I think I found the secret to growing amazing sweet potatoes. Seriously. It only took seven years of growing sweet potatoes to discover this trick. *Sheesh.* So come closer and I will share my newest best sweet potato growing tips.
Realize it can be simply dumb luck or Mother Nature was taking it easy on me.
Doubtful. She is pretty tough on me.
How to Grow Sweet Potatoes from a Sweet Potato.
Sweet potatoes grow from slips. A slip emerges from a sweet potato. Have you ever seen your sweet potatoes sprout? If you allow it to continue, it will look like the picture below.
I have written about growing sweet potatoes from slips from an organic sweet potato in the past. Read about it HERE. (Yes, you can grow you own slips. Why pay for them?)

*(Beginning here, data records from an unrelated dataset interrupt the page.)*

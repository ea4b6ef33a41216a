use axum::{
    extract::State,
    http::{StatusCode, header},
    response::IntoResponse,
};

use crate::modules::rendering::inbound::http as rendering_http;
use crate::shell::state::AppState;

/// External redirect: `301` to the configured URL.
pub async fn redirect(State(state): State<AppState>) -> impl IntoResponse {
    (
        StatusCode::MOVED_PERMANENTLY,
        [(header::LOCATION, state.config.redirect_url.clone())],
    )
}

/// Internal redirect: served by the `/ping` handler without a round trip to the client.
pub async fn redirect_internal() -> impl IntoResponse {
    rendering_http::ping().await
}
// Service configuration read from the environment.
//
// Every variable is optional; unset variables fall back to the defaults below.
// Parsing goes through a lookup function so tests never touch the process environment.

use std::fmt::Display;
use std::net::SocketAddr;
use std::path::PathBuf;
use std::str::FromStr;
use std::time::Duration;

use thiserror::Error;

use crate::shared::auth::basic_auth::Accounts;

pub const ADDR_VAR: &str = "WEB_TOUR_ADDR";
pub const SHUTDOWN_TIMEOUT_VAR: &str = "WEB_TOUR_SHUTDOWN_TIMEOUT_SECS";
pub const TEMPLATES_DIR_VAR: &str = "WEB_TOUR_TEMPLATES_DIR";
pub const UPLOAD_DIR_VAR: &str = "WEB_TOUR_UPLOAD_DIR";
pub const UPLOAD_LIMIT_VAR: &str = "WEB_TOUR_UPLOAD_LIMIT_BYTES";
pub const UPSTREAM_URL_VAR: &str = "WEB_TOUR_UPSTREAM_URL";
pub const REDIRECT_URL_VAR: &str = "WEB_TOUR_REDIRECT_URL";
pub const LONG_TASK_VAR: &str = "WEB_TOUR_LONG_TASK_SECS";
pub const ADMIN_ACCOUNTS_VAR: &str = "WEB_TOUR_ADMIN_ACCOUNTS";

const DEFAULT_ADDR: &str = "0.0.0.0:8080";
const DEFAULT_UPSTREAM_URL: &str = "https://github.com/gongluck/gindemo";
const DEFAULT_REDIRECT_URL: &str = "http://www.google.com/";
const DEFAULT_ADMIN_ACCOUNTS: &str = "test1:test11,test2:test22";
const DEFAULT_UPLOAD_LIMIT_BYTES: usize = 8 << 20;

#[derive(Debug, Error, PartialEq, Eq)]
pub enum ConfigError {
    #[error("invalid value for {key}: {reason}")]
    Invalid { key: &'static str, reason: String },
}

#[derive(Debug, Clone)]
pub struct Config {
    pub addr: SocketAddr,
    pub shutdown_timeout: Duration,
    pub templates_dir: PathBuf,
    pub upload_dir: PathBuf,
    pub upload_limit_bytes: usize,
    pub upstream_url: String,
    pub redirect_url: String,
    pub long_task_delay: Duration,
    pub admin_accounts: Accounts,
}

impl Config {
    pub fn from_env() -> Result<Self, ConfigError> {
        Self::from_lookup(|key| std::env::var(key).ok())
    }

    pub fn from_lookup<F>(lookup: F) -> Result<Self, ConfigError>
    where
        F: Fn(&str) -> Option<String>,
    {
        let var = |key: &str| lookup(key).filter(|value| !value.trim().is_empty());

        Ok(Self {
            addr: parse(ADDR_VAR, var(ADDR_VAR).as_deref().unwrap_or(DEFAULT_ADDR))?,
            shutdown_timeout: seconds(SHUTDOWN_TIMEOUT_VAR, var(SHUTDOWN_TIMEOUT_VAR), 5)?,
            templates_dir: var(TEMPLATES_DIR_VAR)
                .map(PathBuf::from)
                .unwrap_or_else(|| PathBuf::from("templates")),
            upload_dir: var(UPLOAD_DIR_VAR)
                .map(PathBuf::from)
                .unwrap_or_else(|| PathBuf::from(".")),
            upload_limit_bytes: match var(UPLOAD_LIMIT_VAR) {
                Some(raw) => parse(UPLOAD_LIMIT_VAR, &raw)?,
                None => DEFAULT_UPLOAD_LIMIT_BYTES,
            },
            upstream_url: var(UPSTREAM_URL_VAR).unwrap_or_else(|| DEFAULT_UPSTREAM_URL.into()),
            redirect_url: var(REDIRECT_URL_VAR).unwrap_or_else(|| DEFAULT_REDIRECT_URL.into()),
            long_task_delay: seconds(LONG_TASK_VAR, var(LONG_TASK_VAR), 5)?,
            admin_accounts: parse(
                ADMIN_ACCOUNTS_VAR,
                var(ADMIN_ACCOUNTS_VAR)
                    .as_deref()
                    .unwrap_or(DEFAULT_ADMIN_ACCOUNTS),
            )?,
        })
    }
}

fn parse<T>(key: &'static str, raw: &str) -> Result<T, ConfigError>
where
    T: FromStr,
    T::Err: Display,
{
    raw.trim().parse().map_err(|e: T::Err| ConfigError::Invalid {
        key,
        reason: e.to_string(),
    })
}

fn seconds(key: &'static str, raw: Option<String>, default: u64) -> Result<Duration, ConfigError> {
    match raw {
        Some(raw) => parse(key, &raw).map(Duration::from_secs),
        None => Ok(Duration::from_secs(default)),
    }
}
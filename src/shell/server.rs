// Server lifecycle.
//
// - The listener is served on its own task.
// - The caller's flow waits on a shutdown trigger (an OS signal in production).
// - On trigger the server stops accepting and drains in-flight requests,
//   bounded by a fixed timeout. Past the deadline the server task is aborted.

use std::future::Future;
use std::net::SocketAddr;
use std::time::Duration;

use axum::Router;
use thiserror::Error;
use tokio::net::TcpListener;
use tokio::sync::oneshot;
use tokio::task::JoinError;

#[derive(Debug, Error)]
pub enum ServerError {
    #[error("failed to bind {addr}: {source}")]
    Bind {
        addr: SocketAddr,
        #[source]
        source: std::io::Error,
    },

    #[error("server error: {0}")]
    Serve(#[source] std::io::Error),

    #[error("server task failed: {0}")]
    Join(#[from] JoinError),
}

#[derive(Debug, Clone, Copy, PartialEq, Eq)]
pub enum ShutdownOutcome {
    Graceful,
    TimedOut,
}

pub async fn bind(addr: SocketAddr) -> Result<TcpListener, ServerError> {
    TcpListener::bind(addr)
        .await
        .map_err(|source| ServerError::Bind { addr, source })
}

pub async fn run<F>(
    listener: TcpListener,
    app: Router,
    shutdown: F,
    timeout: Duration,
) -> Result<ShutdownOutcome, ServerError>
where
    F: Future<Output = ()> + Send,
{
    match listener.local_addr() {
        Ok(addr) => tracing::info!(%addr, "listening"),
        Err(error) => tracing::warn!(%error, "listening on an unknown address"),
    }

    let (stop_tx, stop_rx) = oneshot::channel::<()>();
    let mut server = tokio::spawn(async move {
        axum::serve(
            listener,
            app.into_make_service_with_connect_info::<SocketAddr>(),
        )
        .with_graceful_shutdown(async move {
            let _ = stop_rx.await;
        })
        .await
    });

    tokio::select! {
        () = shutdown => {}
        joined = &mut server => {
            joined?.map_err(ServerError::Serve)?;
            return Ok(ShutdownOutcome::Graceful);
        }
    }

    tracing::info!("Shutdown Server ...");
    let _ = stop_tx.send(());

    match tokio::time::timeout(timeout, &mut server).await {
        Ok(joined) => {
            joined?.map_err(ServerError::Serve)?;
            tracing::info!("server exited");
            Ok(ShutdownOutcome::Graceful)
        }
        Err(_) => {
            tracing::warn!(?timeout, "graceful shutdown timed out, aborting in-flight requests");
            server.abort();
            Ok(ShutdownOutcome::TimedOut)
        }
    }
}

/// Resolves on Ctrl-C, or SIGTERM on unix.
pub async fn shutdown_signal() {
    let ctrl_c = async {
        if let Err(error) = tokio::signal::ctrl_c().await {
            tracing::error!(%error, "failed to listen for Ctrl-C");
            std::future::pending::<()>().await;
        }
    };

    #[cfg(unix)]
    let terminate = async {
        use tokio::signal::unix::{SignalKind, signal};
        match signal(SignalKind::terminate()) {
            Ok(mut sigterm) => {
                sigterm.recv().await;
            }
            Err(error) => {
                tracing::error!(%error, "failed to listen for SIGTERM");
                std::future::pending::<()>().await;
            }
        }
    };

    #[cfg(not(unix))]
    let terminate = std::future::pending::<()>();

    tokio::select! {
        () = ctrl_c => {}
        () = terminate => {}
    }
}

Once the slips get about six to eight inches, you snap them off and put them in water to root.
In the pass, I would let my sweet potatoes simply sprout in the house. Usually this happens in March when the weather starts to get warmer. The sweet potatoes magically start to sprout.
I figured–easy peasy. Grow and snip. Life can’t get any easier. Right?
If you allow the slips to grow that early, you can’t plant them until the middle of June in zone 6. So, they will grow very long roots and the leaves will turn pale green since they need sunlight.
If you were a plant, would you want to be stuck in water instead of luscious soil? I didn’t think so.
Sometimes, the plants get white flies too while they are waiting to be planted outside.
So what is a green loving sweet potato girl suppose to do?
Have you ever heard about timing?
My Best Sweet Potato Growing Tips
I bought an organic sweet potato this year since I ate all of mine by the time it was slip growing time.
I don’t remember if I chose a white sweet potato or another orange variety. I happen to love the white sweet potatoes.
Before thinking of growing sweet potatoes, you will need a 90 to 120 days of a frost free growing season. Also plan on 8 potatoes per slip to decide how much to plant. I used 9 grow bags to grow sweet potatoes.
Here are my tips:
It takes 6 to 8 weeks to sprouts a sweet potato. Count backward to when you can plant your sweet potatoes. The soil must be warm. In zone 6, I wait until mid-June to the end of June depending on the weather to plant my babies. Organic Gardening suggests to plant 3 to 4 weeks after your last frost.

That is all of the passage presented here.